Vol. 3, No. 1, September 2005


Compensation Philosophy Approved


 3.7.d Committee Elected   


  Core Curriculum Update



At its September 7 meeting, the Faculty Senate approved the following Compensation Philosophy, which was drawn up by the Compensation Committee:

     Any discussion of compensation philosophy needs to take into account recent past history with reference to salary deliberations.  During discussions about compensation in 2003-04, there was some discussion about redressing outstanding compression, as well as raising the floors for each academic rank.  Then Msgr. Sheeran said that he wanted to have a salary study conducted in order to determine the position of Seton Hall salaries with regard to peer institutions.  The Faculty Senate in good faith agreed to this and was assured that the study would proceed in a timely manner.  We also appreciated the fact that with two new key senior administrators coming on board in August 2004 (Dr. Lindsay and Sr. Paula) that it would take additional time for them to become familiar with the landscape here at Seton Hall and then to have the study completed. Now a year later with the study being conducted, we need to come to some resolutions about salaries as soon as the data can be analyzed.

     Since the Faculty Senate is proceeding in good faith and has continued to participate in the salary study process during 2004-05, it is very important that the faculty see tangible results coming from the study and with realistic timeframes attached to the salary adjustments.

     In this light then, it is extremely important that serious steps be taken to redress the salary compression that was identified during the 1997-98 salary study and that was only addressed with 40% of the funding in 2000-01.  Some formulae need to be devised and agreed upon to take care of the remaining 60% of the compression that many mid and long-term faculty consider past due.

     As the university strives to move forward in national rankings and to position itself as a leader in Catholic higher education, it is incumbent upon the administration to construct a salary structure that is based on social justice and the principles of a living wage that are central to Catholic social justice teachings.  This kind of wage is also crucial in recruiting and retaining accomplished and highly-qualified faculty that will also enhance our standing.

     Furthermore, salary floors need to be recalculated on a social justice basis.  What are the minima for assistant professor, associate professor and full professor?  When floors are adjusted once more, compression should also be looked at again so that the re-calculated floors do not create further salary compression.

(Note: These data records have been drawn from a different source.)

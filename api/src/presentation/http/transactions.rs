use axum::{
    Json, Router,
    extract::{Query, Request, State, rejection::{JsonRejection, QueryRejection}},
    http::StatusCode,
    routing::{get, post},
};
use chrono::NaiveDate;
use serde::{Deserialize, Serialize};
use utoipa::ToSchema;

use crate::application::dto::ledger::LedgerReceipt;
use crate::application::error::{AppError, AppResult};
use crate::application::use_cases::transactions::import_transactions::ImportTransactions;
use crate::application::use_cases::transactions::list_transactions::ListTransactions;
use crate::application::use_cases::transactions::record_transaction::{
    RecordTransaction, RecordTransactionRequest as RecordDto,
};
use crate::bootstrap::app_context::AppContext;
use crate::domain::transactions::{LedgerKind, Transaction};
use crate::presentation::http::auth::{Bearer, validate_bearer};
use crate::presentation::http::imports::{ImportReportResponse, read_import};
use crate::presentation::http::json_body;

#[derive(Debug, Serialize, ToSchema)]
pub struct TransactionResponse {
    pub id: i64,
    pub customer_id: Option<i64>,
    pub product_id: Option<i64>,
    pub reward_id: Option<i64>,
    pub product_name: String,
    pub quantity: i64,
    /// Whole rupiah.
    pub total_price: i64,
    pub payment_method: String,
    pub payment_status: String,
    pub points_delta: i64,
    pub occurred_at: chrono::DateTime<chrono::Utc>,
}

impl From<Transaction> for TransactionResponse {
    fn from(t: Transaction) -> Self {
        TransactionResponse {
            id: t.id,
            customer_id: t.customer_id,
            product_id: t.product_id,
            reward_id: t.reward_id,
            product_name: t.product_name,
            quantity: t.quantity,
            total_price: t.total_price,
            payment_method: t.payment_method,
            payment_status: t.payment_status,
            points_delta: t.points_delta,
            occurred_at: t.occurred_at,
        }
    }
}

#[derive(Debug, Serialize, ToSchema)]
pub struct TransactionListResponse {
    pub items: Vec<TransactionResponse>,
}

#[derive(Debug, Serialize, ToSchema)]
pub struct LedgerReceiptResponse {
    pub transaction: TransactionResponse,
    pub redemption: bool,
    pub earned: i64,
    pub spent: i64,
    pub new_balance: i64,
    pub tier: Option<String>,
}

impl From<LedgerReceipt> for LedgerReceiptResponse {
    fn from(r: LedgerReceipt) -> Self {
        LedgerReceiptResponse {
            transaction: r.transaction.into(),
            redemption: r.kind == LedgerKind::Redemption,
            earned: r.earned,
            spent: r.spent,
            new_balance: r.new_balance,
            tier: r.tier,
        }
    }
}

#[derive(Debug, Deserialize, ToSchema)]
pub struct RecordTransactionRequest {
    pub customer_id: Option<i64>,
    pub product_id: Option<i64>,
    pub quantity: Option<i64>,
    /// Defaults to `Cash`.
    pub payment_method: Option<String>,
}

#[derive(Debug, Default, Deserialize)]
pub struct ListTransactionsQuery {
    pub customer_id: Option<i64>,
    pub start: Option<NaiveDate>,
    pub end: Option<NaiveDate>,
    pub limit: Option<i64>,
}

pub fn routes(ctx: AppContext) -> Router {
    Router::new()
        .route(
            "/transactions",
            get(list_transactions).post(record_transaction),
        )
        .route("/transactions/import", post(import_transactions))
        .with_state(ctx)
}

#[utoipa::path(get, path = "/api/transactions", tag = "Transactions",
    params(
        ("customer_id" = Option<i64>, Query, description = "Only this customer's entries"),
        ("start" = Option<String>, Query, description = "First day (YYYY-MM-DD, UTC)"),
        ("end" = Option<String>, Query, description = "Last day (YYYY-MM-DD, UTC)"),
        ("limit" = Option<i64>, Query, description = "Default 100, max 500")
    ),
    responses((status = 200, body = TransactionListResponse)))]
pub async fn list_transactions(
    State(ctx): State<AppContext>,
    bearer: Bearer,
    q: Result<Query<ListTransactionsQuery>, QueryRejection>,
) -> AppResult<Json<TransactionListResponse>> {
    validate_bearer(&ctx.cfg, bearer)?;
    let Query(q) = q.map_err(|e| AppError::validation(e.body_text()))?;
    let ledger = ctx.transaction_repo();
    let uc = ListTransactions {
        ledger: ledger.as_ref(),
    };
    let items = uc.execute(q.customer_id, q.start, q.end, q.limit).await?;
    Ok(Json(TransactionListResponse {
        items: items.into_iter().map(Into::into).collect(),
    }))
}

#[utoipa::path(post, path = "/api/transactions", tag = "Transactions", request_body = RecordTransactionRequest,
    responses(
        (status = 201, body = LedgerReceiptResponse),
        (status = 400, description = "Invalid input or insufficient points", body = crate::presentation::http::error::ErrorResponse),
        (status = 404, body = crate::presentation::http::error::ErrorResponse)
    ))]
pub async fn record_transaction(
    State(ctx): State<AppContext>,
    bearer: Bearer,
    body: Result<Json<RecordTransactionRequest>, JsonRejection>,
) -> AppResult<(StatusCode, Json<LedgerReceiptResponse>)> {
    validate_bearer(&ctx.cfg, bearer)?;
    let req = json_body(body)?;
    let products = ctx.product_repo();
    let ledger = ctx.transaction_repo();
    let uc = RecordTransaction {
        products: products.as_ref(),
        ledger: ledger.as_ref(),
        policy: ctx.points_policy(),
    };
    let dto = RecordDto {
        customer_id: req.customer_id,
        product_id: req.product_id,
        quantity: req.quantity,
        payment_method: req.payment_method,
    };
    let receipt = uc.execute(&dto).await?;
    Ok((StatusCode::CREATED, Json(receipt.into())))
}

#[utoipa::path(post, path = "/api/transactions/import", tag = "Transactions",
    request_body(content = crate::presentation::http::imports::ImportUploadMultipart, content_type = "multipart/form-data"),
    responses(
        (status = 200, body = ImportReportResponse),
        (status = 400, description = "A row failed validation; nothing was imported", body = crate::presentation::http::error::ErrorResponse)
    ))]
pub async fn import_transactions(
    State(ctx): State<AppContext>,
    bearer: Bearer,
    req: Request,
) -> AppResult<Json<ImportReportResponse>> {
    validate_bearer(&ctx.cfg, bearer)?;
    let payload = read_import(req, ctx.cfg.import_max_bytes).await?;
    let ledger = ctx.transaction_repo();
    let history = ctx.import_history_repo();
    let uc = ImportTransactions {
        ledger: ledger.as_ref(),
        history: history.as_ref(),
    };
    Ok(Json(uc.execute(&payload).await?.into()))
}
use async_trait::async_trait;

use crate::domain::memberships::{Membership, NewMembership};

/// Every mutation re-derives the tier of all customers from their balance.
#[async_trait]
pub trait MembershipRepository: Send + Sync {
    /// Ascending by required points, with member counts.
    async fn list(&self, search: Option<String>) -> anyhow::Result<Vec<Membership>>;
    async fn get(&self, tier: &str) -> anyhow::Result<Option<Membership>>;
    async fn create(&self, input: &NewMembership) -> anyhow::Result<Membership>;
    async fn update(
        &self,
        tier: &str,
        required_points: Option<i64>,
        discount_percent: Option<f64>,
    ) -> anyhow::Result<Option<Membership>>;
    async fn delete(&self, tier: &str) -> anyhow::Result<bool>;
    async fn import(&self, rows: &[NewMembership]) -> anyhow::Result<u64>;
}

     We have been discussing these issues for the last three years and in the discussions about peer institutions, we have been aiming for the lower end of the top third of our peers in terms of compensation.

     Our philosophy also needs to take into account the very high cost of living in this tri-state area. 

     Finally, when we calculate the flat tuition, we need to build in the salary increases into the number we select for the flat tuition.   











 In accordance with section 3.7.d of the Faculty Guide, five faculty members were elected to serve on a committee to review charges against a tenured faculty member who has been dismissed or a probationary or term contract faculty member whose or the termination of a term, probationary, or faculty associate appointment before the end of a specified term.  The faculty members elected were:

Judith Stark
Marian Glenn
Nick Snow
Martha Carpentier
George Browne 

These names were forwarded to the provost. In the event that an elected committee member cannot serve, a nominee who received the next highest number of votes will be asked to serve in his/her place.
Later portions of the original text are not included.